Last Week on My Mac: It’s the tiddly bits

I’ve been spending a lot of my time over the last couple of weeks digging more deeply into macOS Monterey. It always helps when readers here tell me about what they’ve noticed, and one of the highlights has been discovering all the new features for managing snapshots in Disk Utility (thank Miles for spotting them). But the changes that I’ve seen are far more extensive than even the long list that Apple has published. Long-neglected apps like QuickTime Player and other dusty corners have been cleaned off and revamped too.

Some new features glossed over in brief entries in the list, like translation, turn out to be much more sophisticated and powerful. Even those that have attracted headlines, like tab groups in Safari, merit deeper investigation. Among the other tools which have hidden depths is Erase All Content and Settings (EACAS), which isn’t just for preparing a Mac for disposal, but a valuable tool for sysadmins and many advanced users too.

What I’m seeing here is exactly what we’ve been asking Apple for over the last few years: a major new version of macOS which brings few big changes, but attends to the tiddly bits, including those niggling bugs that no one had time to fix because they were all too busy fixing the features which broke with the introduction of the signed and sealed system volume, or the removal of support for 32-bit code.

It’s not all, yet, a success story. One of the most irritating bugs in recent versions of macOS has been the Bluetooth menu bar item which had to be checked a second time before it would give up-to-date charge figures. While Monterey fixes that, it has introduced a new bug in its place, in which no battery charge figure is given at all for peripherals like Apple’s wireless keyboard and trackpad when they’re being charged. The only way to get that menu to work then is to disconnect the peripheral from the Mac, which isn’t good. But if Apple’s engineers can maintain their current speed and direction, over the coming months macOS should emerge in far better shape.

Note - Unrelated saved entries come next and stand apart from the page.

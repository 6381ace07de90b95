//! Credential lookups keyed by application id.
//!
//! The service only ever asks two questions: which token does this
//! application log in with, and which presence line should it show. Both
//! sit behind a trait so the binaries depend on the interface rather than
//! on the file layout backing it.

use std::collections::HashMap;
use std::path::PathBuf;

use async_trait::async_trait;
use serde::Deserialize;
use thiserror::Error;

#[derive(Debug, Error)]
pub enum CredentialError {
    #[error("failed to read credential file {}: {source}", .path.display())]
    Io {
        path: PathBuf,
        #[source]
        source: std::io::Error,
    },

    #[error("failed to parse credential file {}: {source}", .path.display())]
    Parse {
        path: PathBuf,
        #[source]
        source: serde_saphyr::Error,
    },
}

/// Keyed credential lookups. A missing key is `Ok(None)`, not an error;
/// the caller decides whether that is fatal.
#[async_trait]
pub trait CredentialStore: Send + Sync {
    /// Login token for the given application id.
    async fn token(&self, app_id: &str) -> Result<Option<String>, CredentialError>;

    /// Presence line for the given application id.
    async fn presence_text(&self, app_id: &str) -> Result<Option<String>, CredentialError>;
}

#[derive(Debug, Deserialize)]
struct CredentialEntry {
    token: String,
    #[serde(default)]
    presence: Option<String>,
}

/// Credential store backed by a YAML map of `appId -> {token, presence}`.
///
/// The file is re-read on every lookup, so rotating a token does not
/// require a restart.
pub struct FileCredentialStore {
    path: PathBuf,
}

impl FileCredentialStore {
    pub fn new(path: impl Into<PathBuf>) -> Self {
        Self { path: path.into() }
    }

    async fn load(&self) -> Result<HashMap<String, CredentialEntry>, CredentialError> {
        let contents =
            tokio::fs::read_to_string(&self.path)
                .await
                .map_err(|source| CredentialError::Io {
                    path: self.path.clone(),
                    source,
                })?;
        serde_saphyr::from_str(&contents).map_err(|source| CredentialError::Parse {
            path: self.path.clone(),
            source,
        })
    }
}

#[async_trait]
impl CredentialStore for FileCredentialStore {
    async fn token(&self, app_id: &str) -> Result<Option<String>, CredentialError> {
        let mut entries = self.load().await?;
        Ok(entries.remove(app_id).map(|entry| entry.token))
    }

    async fn presence_text(&self, app_id: &str) -> Result<Option<String>, CredentialError> {
        let mut entries = self.load().await?;
        Ok(entries.remove(app_id).and_then(|entry| entry.presence))
    }
}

Where I have yet to see any signs of improvement is in documentation. Indeed, in some ways Monterey is a backward step when it comes to Help books and similar support. One of the stranger bugs in Big Sur which became only slowly evident was in traditional Help books, which for many third-party apps simply stopped opening at all.

Some of my own apps are affected by this infuriating bug. If you’ve never opened that app’s Help book before, when you try to open it, it appears empty. The solution is to quit the app, ensure that it’s installed in one of the standard Applications folders, and try again a bit later. You may need to persist, and do this several times before macOS finally recognises the Help book properly. Then it will work fully, as if nothing had happened.

This only affects traditional Help books; for a number of reasons I’m currently abandoning those and migrating to PDF documents instead. But I know of several excellent major commercial apps which are just as badly affected as my own free ones are.

Beyond that, Apple’s documentation still sucks. There are some exceptions, such as its Platform Security Guide, which are among the only reference documents which it now maintains. Others which started with great promise, like its APFS Reference, now rest abandoned, in that case without any expansion or revision since June 2020.

Many of Monterey’s new features remain inaccessible to advanced users and developers alike. Several have asked me how to script the new offline translation feature in macOS 12, but not only isn’t it supported yet by actions in Shortcuts, but I can’t even find an API for apps to use. Does Apple seriously intend to keep this wonderful feature proprietary, and limit access to the ways it sees fit, or will it eventually open it up for us all to use in automation and apps?

With so much in Monterey to be thankful for, this may seem a little ungrateful. But I hope Apple is building on this success rather than resting on its laurels. Let’s cry not only bravo, but encore.